The Chemical Checker Repository holds the current implementation of the CC in our SB&NB laboratory. As such, the repository contains a significant number of functionalities and data not presented in the primary CC manuscript. The repository follows this directory structure:

  • container: Deal with containerization of the CC, contains the definition files for Singularity image.
  • notebook: Contains exemplary Jupyter Notebooks that showcase some CC features.
  • package: The backbone of the CC in form of a Python package.
  • pipelines: The pipeline scripts (e.g. for updating the CC, generating data for the web app, etc...).
  • setup: The setup script to install the CC.

Due to the strong computational requirements of our pipeline, the code has been written and optimized to work in our local HPC facilities. Installation guides found below are mainly addressed to SB&NB users. As stated in the manuscript, the main deliverable of our resource are the CC signatures, which can be easily accessed:

Chemical Checker lite

The CC package can be installed in a couple of minutes directly via pip:

pip install chemicalchecker

This installs the lite version of the CC that can be used for basic task (e.g. to open signatures) but most of the fancy CC package capabilities will be missing.

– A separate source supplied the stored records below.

use std::borrow::Cow;
use std::fmt;

/// A value substituted into a `{name}` placeholder.
#[derive(Clone, Debug, PartialEq)]
pub enum ArgValue {
    Str(String),
    Int(i64),
    Float(f64),
    Bool(bool),
}

impl fmt::Display for ArgValue {
    fn fmt(&self, f: &mut fmt::Formatter<'_>) -> fmt::Result {
        match self {
            ArgValue::Str(s) => f.write_str(s),
            ArgValue::Int(i) => write!(f, "{i}"),
            // `{}` on f64 already drops trailing zeros (`2.50` prints as `2.5`).
            ArgValue::Float(x) => write!(f, "{x}"),
            ArgValue::Bool(b) => write!(f, "{b}"),
        }
    }
}

impl From<String> for ArgValue {
    fn from(v: String) -> Self {
        Self::Str(v)
    }
}

impl From<&str> for ArgValue {
    fn from(v: &str) -> Self {
        Self::Str(v.to_string())
    }
}

impl From<i64> for ArgValue {
    fn from(v: i64) -> Self {
        Self::Int(v)
    }
}

impl From<i32> for ArgValue {
    fn from(v: i32) -> Self {
        Self::Int(i64::from(v))
    }
}

impl From<u32> for ArgValue {
    fn from(v: u32) -> Self {
        Self::Int(i64::from(v))
    }
}

impl From<usize> for ArgValue {
    fn from(v: usize) -> Self {
        Self::Int(i64::try_from(v).unwrap_or(i64::MAX))
    }
}

impl From<f64> for ArgValue {
    fn from(v: f64) -> Self {
        Self::Float(v)
    }
}

impl From<bool> for ArgValue {
    fn from(v: bool) -> Self {
        Self::Bool(v)
    }
}

/// A translation key plus named arguments.
#[derive(Clone, Debug, PartialEq)]
pub struct Message {
    pub id: Cow<'static, str>,
    pub args: Vec<(Cow<'static, str>, ArgValue)>,
}

impl Message {
    pub fn new(id: impl Into<Cow<'static, str>>) -> Self {
        Self {
            id: id.into(),
            args: Vec::new(),
        }
    }

    pub fn arg(mut self, name: impl Into<Cow<'static, str>>, value: impl Into<ArgValue>) -> Self {
        self.args.push((name.into(), value.into()));
        self
    }

    pub(crate) fn lookup_arg(&self, name: &str) -> Option<&ArgValue> {
        self.args
            .iter()
            .find(|(k, _)| k.as_ref() == name)
            .map(|(_, v)| v)
    }
}

/// Text shown by a page component: either literal text or a translatable message.
#[derive(Clone, Debug, PartialEq)]
pub enum Label {
    Raw(String),
    Msg(Message),
}

impl Label {
    pub fn raw(s: impl Into<String>) -> Self {
        Self::Raw(s.into())
    }

    pub fn msg(m: Message) -> Self {
        Self::Msg(m)
    }
}

impl From<String> for Label {
    fn from(s: String) -> Self {
        Self::Raw(s)
    }
}

impl From<&str> for Label {
    fn from(s: &str) -> Self {
        Self::Raw(s.to_string())
    }
}

impl From<Message> for Label {
    fn from(m: Message) -> Self {
        Self::Msg(m)
    }
}
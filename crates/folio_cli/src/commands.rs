//! Command implementations, kept free of argument parsing

use anyhow::{Context, Result};
use folio_i18n::{
    FilePreferences, Locale, LocaleStore, MemoryPreferences, Message, ParityReport,
    PreferenceStore, TranslationTables, LANGUAGE_KEY,
};
use folio_timeline::{Milestone, MilestoneStatus, TimelineProgress};
use serde::Serialize;
use std::fmt::Write as _;
use std::fs;
use std::path::Path;

use crate::config::FolioConfig;

/// Bundled catalogs, or `pt.yaml`/`en.yaml` from the configured directory.
pub fn load_tables(config: &FolioConfig) -> Result<TranslationTables> {
    let Some(dir) = &config.i18n.catalog_dir else {
        return TranslationTables::bundled().context("Bundled catalogs are invalid");
    };

    let mut tables = TranslationTables::new();
    for locale in Locale::ALL {
        let path = dir.join(format!("{}.yaml", locale.code()));
        let src = fs::read_to_string(&path)
            .with_context(|| format!("Failed to read {}", path.display()))?;
        tables
            .load_str(locale, &src)
            .with_context(|| format!("Failed to parse {}", path.display()))?;
    }
    Ok(tables)
}

/// Preference storage: `--prefs`, then `[preferences] path`, then the platform default.
pub fn open_preferences(
    explicit: Option<&Path>,
    config: &FolioConfig,
) -> Box<dyn PreferenceStore> {
    let configured = explicit
        .map(Path::to_path_buf)
        .or_else(|| config.preferences.path.clone());
    if let Some(path) = configured {
        return Box::new(FilePreferences::new(path));
    }
    match FilePreferences::default_location() {
        Some(prefs) => {
            tracing::debug!("preferences at {}", prefs.path().display());
            Box::new(prefs)
        }
        None => {
            tracing::warn!(
                "no config directory on this platform; language choice will not persist"
            );
            Box::new(MemoryPreferences::new())
        }
    }
}

/// A store pinned to `locale` that never touches the user's saved preference.
pub fn ephemeral_store(locale: Locale, tables: TranslationTables) -> LocaleStore {
    LocaleStore::initialize(
        MemoryPreferences::with(LANGUAGE_KEY, locale.code()),
        tables,
    )
}

pub fn render_parity(report: &ParityReport) -> String {
    if report.is_consistent() {
        return "catalogs are consistent\n".to_string();
    }
    let mut out = String::new();
    for locale in Locale::ALL {
        let missing = report.missing_in(locale);
        if missing.is_empty() {
            continue;
        }
        let _ = writeln!(out, "missing in {} ({}):", locale, missing.len());
        for key in missing {
            let _ = writeln!(out, "  {key}");
        }
    }
    out
}

/// Human-readable timeline, labels in the store's active locale.
pub fn render_timeline(progress: &TimelineProgress, store: &LocaleStore) -> String {
    let mut out = String::new();
    let _ = writeln!(out, "{}", store.translate("about.timeline.title"));

    if progress.total() == 0 {
        let _ = writeln!(out, "{}", store.translate("about.timeline.empty"));
        return out;
    }

    for (i, m) in progress.milestones().iter().enumerate() {
        let mark = if progress.is_reached(i) { "x" } else { " " };
        let status = store.translate(match m.status {
            MilestoneStatus::Completed => "about.timeline.completed",
            MilestoneStatus::Planned => "about.timeline.planned",
        });
        let _ = writeln!(
            out,
            "[{mark}] {}  {} - {} ({status})",
            m.date, m.title, m.institution
        );
    }

    let percent = format!("{:.0}", progress.percent());
    let msg = Message::new("about.timeline.progress").arg("percent", percent);
    let _ = writeln!(out, "{}", store.tr(&msg));
    out
}

#[derive(Serialize)]
struct TimelineReport<'a> {
    percent: f64,
    reached: usize,
    total: usize,
    next_upcoming: Option<&'a Milestone>,
    milestones: &'a [Milestone],
}

pub fn timeline_json(progress: &TimelineProgress) -> Result<String> {
    let report = TimelineReport {
        percent: progress.percent(),
        reached: progress.reached(),
        total: progress.total(),
        next_upcoming: progress.next_upcoming(),
        milestones: progress.milestones(),
    };
    serde_json::to_string_pretty(&report).context("Failed to serialize timeline")
}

N.B. Only bare minimum dependencies are installed along with the package

Installation

All the dependencies for the CC will be bundled within a singularity image generated during the installation process. Generating such an image requires roughly 20 minutes:

  1. Install Singularity (version > 3.6)

             $ sudo apt-get update && sudo apt-get install -y \
                 build-essential \
                 uuid-dev \
                 libgpgme-dev \
                 squashfs-tools \
                 libseccomp-dev \
                 wget \
                 pkg-config \
                 git \
                 cryptsetup-bin\
                 golang-go
    
             $ export VERSION=3.8.0 && # adjust this as necessary \
                 wget https://github.com/sylabs/singularity/releases/download/v${VERSION}/singularity-ce-${VERSION}.tar.gz && \
                 tar -xzf singularity-ce-${VERSION}.tar.gz && \
                 cd singularity-ce-${VERSION}
    
             $ ./mconfig && \
                 make -C ./builddir && \
                 sudo make -C ./builddir install
    
  2. Clone this repository to your code folder:

     cd ~ && mkdir -p code && cd code
     git clone http://gitlabsbnb.irbbarcelona.org/packages/chemical_checker.git
    
  3. Run the setup script (this script will require to type your password) with:

     cd chemical_checker && sh setup/setup_chemicalchecker.sh
    

Running Vanilla Chemical Checker

This is the easiest scenario where you simply use the CC code 'as is'.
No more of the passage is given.